In the records below, find every line with the word "devices" and copy it.

##############################

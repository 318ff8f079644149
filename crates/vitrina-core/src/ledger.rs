//! # Payment Ledger
//!
//! The ordered collection of payment contributions for the active sale and
//! its derived totals.
//!
//! ## Layout
//! ```text
//! ┌─────────────────────────────────────────────────────────────────────────┐
//! │  entries: [ REMOTE … (server order) | LOCAL … (insertion order) ]       │
//! │                                                                         │
//! │  REMOTE   replaced wholesale by merge_remote(); never removable         │
//! │  LOCAL    add() appends, remove() deletes while unsubmitted             │
//! │           mark_submitted() freezes them after a successful batch        │
//! │           merge_remote() drops the frozen ones (server now has them)    │
//! │                                                                         │
//! │  paid      = Σ APPROVED                                                 │
//! │  remaining = max(0, total − paid)                                       │
//! └─────────────────────────────────────────────────────────────────────────┘
//! ```
//!
//! ## Optimistic Local Commit
//! LOCAL manual contributions count as APPROVED from the moment they are
//! added, so the balance drops before the batch reaches the server. A failed
//! submit keeps them in place for a retry.

use chrono::Utc;
use uuid::Uuid;

use crate::error::{LedgerError, LedgerResult};
use crate::money::Money;
use crate::types::{
    ConfirmationState, Contribution, LedgerTotals, Origin, PaymentMethod, RemoteContribution,
};
use crate::validation::validate_payment_amount;
use crate::AMOUNT_TOLERANCE;

/// Result of [`PaymentLedger::add`].
#[derive(Debug, Clone, PartialEq, Eq)]
pub enum AddOutcome {
    /// A LOCAL/APPROVED entry was appended.
    Recorded { id: String },
    /// Gateway payments are not appended here; the caller starts a flow.
    GatewayRequested { amount: Money },
}

/// Payment contributions of one sale.
#[derive(Debug, Clone, PartialEq)]
pub struct PaymentLedger {
    total: Money,
    entries: Vec<Contribution>,
}

impl PaymentLedger {
    /// Creates an empty ledger for a sale total.
    pub fn new(total: Money) -> Self {
        PaymentLedger {
            total,
            entries: Vec::new(),
        }
    }

    // =========================================================================
    // Queries
    // =========================================================================

    #[inline]
    pub fn total(&self) -> Money {
        self.total
    }

    #[inline]
    pub fn entries(&self) -> &[Contribution] {
        &self.entries
    }

    #[inline]
    pub fn len(&self) -> usize {
        self.entries.len()
    }

    #[inline]
    pub fn is_empty(&self) -> bool {
        self.entries.is_empty()
    }

    /// Sum of APPROVED contributions.
    pub fn total_paid(&self) -> Money {
        self.sum_where(|c| c.state == ConfirmationState::Approved)
    }

    /// Sum of PENDING contributions.
    pub fn pending(&self) -> Money {
        self.sum_where(|c| c.state == ConfirmationState::Pending)
    }

    /// `max(0, total − total_paid())`.
    pub fn remaining(&self) -> Money {
        self.total.clamped_sub(self.total_paid())
    }

    /// `max(0, total_paid() − total)`.
    pub fn overpaid(&self) -> Money {
        self.total_paid().clamped_sub(self.total)
    }

    /// Remaining balance is within the rounding tolerance.
    pub fn is_settled(&self) -> bool {
        self.remaining() <= AMOUNT_TOLERANCE
    }

    /// Sum of APPROVED entries that came from the server.
    pub fn remote_paid(&self) -> Money {
        self.sum_where(|c| c.origin == Origin::Remote && c.is_approved())
    }

    /// LOCAL, unsubmitted, manual entries: the next batch to submit.
    pub fn uncommitted(&self) -> Vec<&Contribution> {
        self.entries
            .iter()
            .filter(|c| c.is_mutable() && !c.method.is_gateway())
            .collect()
    }

    /// Amounts of APPROVED gateway entries, in ledger order.
    pub fn approved_gateway_amounts(&self) -> Vec<Money> {
        self.entries
            .iter()
            .filter(|c| c.method.is_gateway() && c.is_approved())
            .map(|c| c.amount)
            .collect()
    }

    /// Snapshot of every derived aggregate.
    pub fn totals(&self) -> LedgerTotals {
        LedgerTotals {
            total: self.total,
            paid: self.total_paid(),
            remaining: self.remaining(),
            overpaid: self.overpaid(),
            pending: self.pending(),
            entry_count: self.entries.len(),
            uncommitted_count: self.uncommitted().len(),
        }
    }

    fn sum_where(&self, pred: impl Fn(&Contribution) -> bool) -> Money {
        self.entries
            .iter()
            .filter(|c| pred(c))
            .map(|c| c.amount)
            .sum()
    }

    // =========================================================================
    // Mutations
    // =========================================================================

    /// Adds a contribution.
    ///
    /// ## Rules
    /// - `amount` must be positive (`InvalidAmount`)
    /// - `amount` must not exceed `remaining() + AMOUNT_TOLERANCE`
    ///   (`ExceedsBalance`)
    /// - Manual methods append a LOCAL/APPROVED entry
    /// - `Gateway` appends nothing and asks the caller to start a flow
    ///
    /// ## Example
    /// ```rust
    /// use vitrina_core::{AddOutcome, LedgerError, Money, PaymentLedger, PaymentMethod};
    ///
    /// let mut ledger = PaymentLedger::new(Money::from_cents(100_000));
    /// ledger.add(PaymentMethod::Cash, Money::from_cents(30_000)).unwrap();
    ///
    /// let err = ledger.add(PaymentMethod::Cash, Money::from_cents(80_000)).unwrap_err();
    /// assert!(matches!(err, LedgerError::ExceedsBalance { .. }));
    ///
    /// let outcome = ledger.add(PaymentMethod::Gateway, Money::from_cents(70_000)).unwrap();
    /// assert_eq!(outcome, AddOutcome::GatewayRequested { amount: Money::from_cents(70_000) });
    /// ```
    pub fn add(&mut self, method: PaymentMethod, amount: Money) -> LedgerResult<AddOutcome> {
        self.add_with_hold(method, amount, Money::zero())
    }

    /// [`add`](Self::add) while `held` of the balance is promised to a
    /// gateway flow that has not reported yet.
    pub fn add_with_hold(
        &mut self,
        method: PaymentMethod,
        amount: Money,
        held: Money,
    ) -> LedgerResult<AddOutcome> {
        self.check_amount_with_hold(amount, held)?;

        if method.is_gateway() {
            return Ok(AddOutcome::GatewayRequested { amount });
        }

        let id = Uuid::new_v4().to_string();
        self.entries.push(Contribution {
            id: id.clone(),
            method,
            amount,
            origin: Origin::Local,
            state: ConfirmationState::Approved,
            submitted: false,
            reference: None,
            recorded_at: Utc::now(),
        });
        Ok(AddOutcome::Recorded { id })
    }

    /// Checks an amount against the positivity and balance rules without
    /// recording anything.
    pub fn check_amount(&self, amount: Money) -> LedgerResult<()> {
        self.check_amount_with_hold(amount, Money::zero())
    }

    /// Balance still open to new payments once `held` is set aside.
    pub fn available(&self, held: Money) -> Money {
        self.remaining().clamped_sub(held)
    }

    /// Balance rule against [`available`](Self::available); the error
    /// reports the available amount as `remaining`.
    pub fn check_amount_with_hold(&self, amount: Money, held: Money) -> LedgerResult<()> {
        validate_payment_amount(amount)?;

        let remaining = self.available(held);
        if amount > remaining + AMOUNT_TOLERANCE {
            return Err(LedgerError::ExceedsBalance { amount, remaining });
        }
        Ok(())
    }

    /// Removes the entry at `index`, returning it.
    ///
    /// The removed amount is the balance freed for the amount input.
    pub fn remove(&mut self, index: usize) -> LedgerResult<Contribution> {
        let entry = self
            .entries
            .get(index)
            .ok_or(LedgerError::EntryNotFound { index })?;

        if !entry.is_mutable() {
            return Err(LedgerError::Immutable { index });
        }
        Ok(self.entries.remove(index))
    }

    /// Freezes the given LOCAL entries after a successful batch submit.
    ///
    /// Returns how many entries were flipped.
    pub fn mark_submitted(&mut self, ids: &[String]) -> usize {
        let mut flipped = 0;
        for entry in self
            .entries
            .iter_mut()
            .filter(|c| c.origin == Origin::Local && ids.contains(&c.id))
        {
            if !entry.submitted {
                entry.submitted = true;
                flipped += 1;
            }
        }
        flipped
    }

    /// Replaces the REMOTE subset with the authoritative list.
    ///
    /// Submitted LOCAL entries are dropped with it (the list now carries
    /// them); unsubmitted LOCAL entries are kept after the remote ones.
    /// Applying the same list twice leaves the same derived totals.
    pub fn merge_remote(&mut self, remote: &[RemoteContribution]) {
        let now = Utc::now();
        let mut merged: Vec<Contribution> = remote
            .iter()
            .enumerate()
            .map(|(pos, r)| Contribution {
                id: r.id.clone().unwrap_or_else(|| format!("remote-{pos}")),
                method: r.method,
                amount: r.amount,
                origin: Origin::Remote,
                state: r.state,
                submitted: false,
                reference: None,
                recorded_at: now,
            })
            .collect();

        merged.extend(self.entries.drain(..).filter(|c| c.is_mutable()));
        self.entries = merged;
    }

    /// Refreshes the sale total from the server.
    pub fn set_total(&mut self, total: Money) {
        self.total = total;
    }
}

// =============================================================================
// Unit Tests
// =============================================================================
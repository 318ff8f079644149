//! # Gateway Flow Initiator
//!
//! Starts QR and terminal payments at the gateway provider, and hands out
//! hosted checkout links.
//!
//! ```text
//!   start_qr(amount)               start_terminal(amount, device)
//!        │                                │ device empty ──► MissingDevice
//!        ▼                                ▼
//!   reserve slot ── busy ──► FlowAlreadyActive
//!        │ amount > remaining ──► ExceedsBalance
//!        ▼
//!   POST dynamic / point ── error ──► slot released, GatewayInitiationFailed
//!        │
//!        ▼
//!   AWAITING_QR_SCAN / AWAITING_TERMINAL
//! ```
//!
//! A checkout link does not take the flow slot: the customer leaves for the
//! provider's page and the outcome is followed with the settlement watcher.
//!
//! Nothing is written to the ledger here; the gateway payment shows up
//! through reconciliation once the provider reports it.

use std::sync::Arc;
use tokio::sync::OnceCell;
use tracing::{info, warn};

use vitrina_core::{CheckoutLink, GatewayFlow, Money, TerminalDevice};

use crate::error::{CheckoutError, CheckoutResult};
use crate::state::{FlowSlot, SessionCore};

pub struct GatewayFlowInitiator {
    core: Arc<SessionCore>,
    devices: OnceCell<Vec<TerminalDevice>>,
}

impl GatewayFlowInitiator {
    pub(crate) fn new(core: Arc<SessionCore>) -> Self {
        GatewayFlowInitiator {
            core,
            devices: OnceCell::new(),
        }
    }

    /// Terminal devices, fetched once per session.
    ///
    /// An empty list means the terminal flow is unavailable.
    pub async fn devices(&self) -> CheckoutResult<Vec<TerminalDevice>> {
        let devices = self
            .devices
            .get_or_try_init(|| async {
                let devices = self.core.backend.list_devices().await?;
                info!(count = devices.len(), "Terminal devices loaded");
                Ok::<_, CheckoutError>(devices)
            })
            .await?;
        Ok(devices.clone())
    }

    /// Starts a QR flow and returns it with its epoch.
    pub(crate) async fn start_qr(&self, amount: Money) -> CheckoutResult<(GatewayFlow, u64)> {
        let epoch = self.core.reserve_flow(amount).await?;
        let sale_id = &self.core.sale_id;
        info!(sale_id = %sale_id, amount = %amount, "Starting QR payment");

        let result = self
            .core
            .backend
            .create_qr_order(sale_id, amount, self.core.config.branch_id())
            .await;

        let payload = match result {
            Ok(payload) => payload,
            Err(e) => return Err(self.fail(epoch, e).await),
        };

        let flow = GatewayFlow::qr(amount, payload);
        self.core.activate_flow(epoch, flow.clone()).await?;
        Ok((flow, epoch))
    }

    /// Pushes a charge to a terminal and returns the flow with its epoch.
    pub(crate) async fn start_terminal(
        &self,
        amount: Money,
        device_id: &str,
    ) -> CheckoutResult<(GatewayFlow, u64)> {
        let device_id = device_id.trim();
        if device_id.is_empty() {
            return Err(CheckoutError::MissingDevice);
        }

        let epoch = self.core.reserve_flow(amount).await?;
        let sale_id = &self.core.sale_id;
        info!(sale_id = %sale_id, amount = %amount, device_id, "Pushing payment to terminal");

        if let Err(e) = self
            .core
            .backend
            .push_terminal_order(sale_id, amount, device_id)
            .await
        {
            return Err(self.fail(epoch, e).await);
        }

        let flow = GatewayFlow::terminal(amount, device_id.to_string());
        self.core.activate_flow(epoch, flow.clone()).await?;
        Ok((flow, epoch))
    }

    /// Creates a hosted checkout link for an amount within the balance.
    ///
    /// Refused while a QR or terminal flow is in flight.
    pub(crate) async fn checkout_link(&self, amount: Money) -> CheckoutResult<CheckoutLink> {
        self.core.ensure_open()?;
        {
            let state = self.core.state.read().await;
            if state.flow != FlowSlot::Empty {
                return Err(CheckoutError::FlowAlreadyActive);
            }
            state.ledger.check_amount(amount)?;
        }

        let sale_id = &self.core.sale_id;
        info!(sale_id = %sale_id, amount = %amount, "Creating hosted checkout link");
        match self.core.backend.create_checkout_link(sale_id, amount).await {
            Ok(link) => Ok(link),
            Err(e) => {
                warn!(sale_id = %sale_id, error = %e, "Checkout link could not be created");
                Err(initiation_error(e))
            }
        }
    }

    async fn fail(&self, epoch: u64, err: CheckoutError) -> CheckoutError {
        warn!(sale_id = %self.core.sale_id, error = %err, "Gateway flow could not start");
        self.core.release_flow(epoch).await;
        initiation_error(err)
    }
}

fn initiation_error(err: CheckoutError) -> CheckoutError {
    match err {
        CheckoutError::SessionClosed => CheckoutError::SessionClosed,
        other => CheckoutError::GatewayInitiationFailed(other.to_string()),
    }
}

// =============================================================================
// Unit Tests
// =============================================================================
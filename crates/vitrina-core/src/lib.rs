//! # vitrina-core: Pure Checkout Logic for Vitrina POS
//!
//! This crate holds the payment reconciliation rules of the checkout screen
//! as pure functions with zero I/O dependencies.
//!
//! ## Architecture Position
//! ```text
//! ┌─────────────────────────────────────────────────────────────────────────┐
//! │                        Vitrina POS Checkout                             │
//! │                                                                         │
//! │  ┌─────────────────────────────────────────────────────────────────┐   │
//! │  │                    Frontend (checkout screen)                   │   │
//! │  │    Amount input ──► Method picker ──► QR / Terminal modal      │   │
//! │  └─────────────────────────────┬───────────────────────────────────┘   │
//! │                                │ session API + events                   │
//! │  ┌─────────────────────────────▼───────────────────────────────────┐   │
//! │  │                    vitrina-checkout (async)                     │   │
//! │  │    session, submitter, gateway initiator, poller, auth gate    │   │
//! │  └─────────────────────────────┬───────────────────────────────────┘   │
//! │                                │                                        │
//! │  ┌─────────────────────────────▼───────────────────────────────────┐   │
//! │  │               ★ vitrina-core (THIS CRATE) ★                     │   │
//! │  │                                                                 │   │
//! │  │   ┌───────────┐  ┌───────────┐  ┌───────────┐  ┌───────────┐  │   │
//! │  │   │   types   │  │   money   │  │  ledger   │  │ reconcile │  │   │
//! │  │   │   Sale    │  │   Money   │  │  add/rm   │  │ evaluate  │  │   │
//! │  │   │   Flow    │  │  parsing  │  │  merge    │  │ decision  │  │   │
//! │  │   └───────────┘  └───────────┘  └───────────┘  └───────────┘  │   │
//! │  │                                                                 │   │
//! │  │   NO I/O • NO NETWORK • NO TIMERS • PURE FUNCTIONS             │   │
//! │  └─────────────────────────────────────────────────────────────────┘   │
//! └─────────────────────────────────────────────────────────────────────────┘
//! ```
//!
//! ## Modules
//!
//! - [`types`] - Domain types (Sale, Contribution, GatewayFlow, etc.)
//! - [`money`] - Money type with integer arithmetic and defensive parsing
//! - [`ledger`] - The per-sale payment ledger and derived totals
//! - [`reconcile`] - Per-tick decision of the reconciliation poller
//! - [`error`] - Domain error types
//! - [`validation`] - Input validation (amounts, DNI, PIN)
//!
//! ## Example Usage
//!
//! ```rust
//! use vitrina_core::{Money, PaymentLedger, PaymentMethod};
//!
//! let mut ledger = PaymentLedger::new(Money::from_cents(100_000));
//! ledger.add(PaymentMethod::Cash, Money::from_cents(40_000)).unwrap();
//!
//! assert_eq!(ledger.remaining(), Money::from_cents(60_000));
//! ```

// =============================================================================
// Module Declarations
// =============================================================================

pub mod error;
pub mod ledger;
pub mod money;
pub mod reconcile;
pub mod types;
pub mod validation;

// =============================================================================
// Re-exports for Convenience
// =============================================================================

pub use error::{LedgerError, ValidationError};
pub use ledger::{AddOutcome, PaymentLedger};
pub use money::Money;
pub use reconcile::PollDecision;
pub use types::*;

// =============================================================================
// Crate-Level Constants
// =============================================================================

/// Rounding tolerance applied to every balance comparison.
///
/// One cent: an amount may exceed the remaining balance by at most this much,
/// and a sale whose remaining balance is within it counts as covered.
pub const AMOUNT_TOLERANCE: Money = Money::from_cents(1);

/// Longest supervisor PIN the user service accepts.
pub const MAX_PIN_LENGTH: usize = 8;

/// Accepted DNI length range (digits, after stripping dots and spaces).
pub const DNI_MIN_DIGITS: usize = 6;
pub const DNI_MAX_DIGITS: usize = 9;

##############################

> **Output of the task**
    devices: OnceCell<Vec<TerminalDevice>>,
            devices: OnceCell::new(),
    /// Terminal devices, fetched once per session.
    pub async fn devices(&self) -> CheckoutResult<Vec<TerminalDevice>> {
        let devices = self
            .devices
                let devices = self.core.backend.list_devices().await?;
                info!(count = devices.len(), "Terminal devices loaded");
                Ok::<_, CheckoutError>(devices)
        Ok(devices.clone())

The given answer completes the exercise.